My elbows rested perfectly on my thighs as I stared blankly at the piece of art in front of me. I'm not sure what to think of it; a white shed, with purple lilacs surrounding it, placed perfectly on the canvas. It was my shed, the shed I was sitting in at this very moment. It was perfect, perfectly painted, perfectly portrayed, but it was missing such a huge factor.

There are so many things that big thing could be, but my brain is scrambled like a puzzle that I messed up with my hands. I wiped the almost dry paint from my hands onto my apron; which by now was already decorated by the other dried paint.

I take In the painting one last time before placing it onto the hook my dad hammered in just hours before. My dad built this shed when I was just starting middle school. For the longest time I didn't speak to anyone, so art was my way of speaking, or letting people understand what was making me who I was. I heard a light knock on the door, not looking away from my painting. They opened and closed the door behind them as they stepped in.
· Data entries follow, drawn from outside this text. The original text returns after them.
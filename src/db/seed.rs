//! Startup seeding: the bootstrap admin account and optional demo fixtures.

use tracing::{info, warn};

use crate::auth::hash_password;
use crate::config::Config;
use crate::db::Repository;
use crate::errors::AppError;
use crate::models::{CreateMatchRequest, CreatePlayerRequest, CreateTeamRequest};

/// Ensure at least one admin account exists. On a fresh database this
/// creates `admin` with the configured bootstrap password.
pub async fn seed_admin(repo: &Repository, config: &Config) -> Result<(), AppError> {
    if repo.count_admins().await? > 0 {
        return Ok(());
    }

    let hash = hash_password(&config.bootstrap_password);
    repo.create_admin("Administrator", "admin", &hash).await?;
    warn!("Created bootstrap 'admin' account; change ARENA_BOOTSTRAP_PASSWORD in production");
    Ok(())
}

/// Populate an empty database with the demo schedule and rosters used
/// during development. Skipped when any matches already exist.
pub async fn seed_demo_data(repo: &Repository) -> Result<(), AppError> {
    if !repo.list_matches().await?.is_empty() {
        return Ok(());
    }

    let matches = [
        CreateMatchRequest {
            sport: "Basketball Men".to_string(),
            team_a: "COS Scions".to_string(),
            team_b: "SOM Tycoons".to_string(),
            date: "2026-02-20".to_string(),
            time: "14:00".to_string(),
            venue: "Sports Complex Court 1".to_string(),
        },
        CreateMatchRequest {
            sport: "Volleyball Women".to_string(),
            team_a: "CSS Stallions".to_string(),
            team_b: "CCAD Phoenix".to_string(),
            date: "2026-02-21".to_string(),
            time: "15:30".to_string(),
            venue: "Gymnasium A".to_string(),
        },
    ];
    for m in &matches {
        repo.create_match(m).await?;
    }

    let teams = [
        ("COS Scions", "COS", "Basketball Men"),
        ("SOM Tycoons", "COS", "Basketball Men"),
        ("CSS Stallions", "COS", "Volleyball Women"),
        ("CCAD Phoenix", "COS", "Volleyball Women"),
    ];
    for (name, org, sport) in teams {
        repo.create_team(&CreateTeamRequest {
            name: name.to_string(),
            org: org.to_string(),
            primary_sport: sport.to_string(),
        })
        .await?;
    }

    let players = [
        ("Juan Santos", "COS Scions", "Basketball Men", "Point Guard", 7),
        ("Maria Garcia", "COS Scions", "Basketball Men", "Small Forward", 10),
        ("Carlos Reyes", "SOM Tycoons", "Basketball Men", "Center", 5),
        ("Ana Cruz", "CSS Stallions", "Volleyball Women", "Setter", 3),
    ];
    for (name, college, sport, position, jersey) in players {
        repo.create_player(&CreatePlayerRequest {
            name: name.to_string(),
            college: college.to_string(),
            sport: sport.to_string(),
            position: position.to_string(),
            jersey,
            photo: None,
        })
        .await?;
    }

    info!("Seeded demo matches, teams and players");
    Ok(())
}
"Millie, it's beautiful." my mother's light voice says, coming up beside me, her finger lightly brushing over the painting. "It's missing something. You know? I can't put my finger on it, but I know it needs something." I explained, turning away and shoving the paints with the rest up on the unorganized shelf. "It's beautiful, try and see it from every angle." she explains, as I give her a confused look taking my apron off.

Walking over to the door again, she says, "Everyone has different sides of them that's hidden from the world. Maybe it's your turn to unpile the missing piece." I nod at her words, as she opens the door. "Dad burnt the chicken." she blurts out, but before I could even laugh, she shuts the door and leaves me alone in thought.

My mother's words rang through my head until I finally made it to the kitchen. 'Unpile the missing piece.' She has a reasonable meaning to what she said, but I don't fully know how I can accomplish what she said. I don't know how to unpile what I can't see. How does someone unpile something they didn't hide? This is my art and my shed, so what's hiding that I can't see. I shake the feeling and thought out of my head.

As I walk into the kitchen, I see my mom and dad standing near the oven. "Jim, you're going to kill us all with a house fire someday!" My mom shakes her head, flinging around a hand cloth to move the smoke out of the house. "I'm a good cook, I told you, it's the oven, not me." He defends himself, throwing the chicken away in the trash.

The kitchen smelt more like smoke than it did the chicken. Which makes sense because my dad was never good at cooking, that was more of mom's strong suit. We've always tried to be as supportive as possible, but sometimes it gets out of hand. We've lost too many chickens to my dad's outrageous cooking.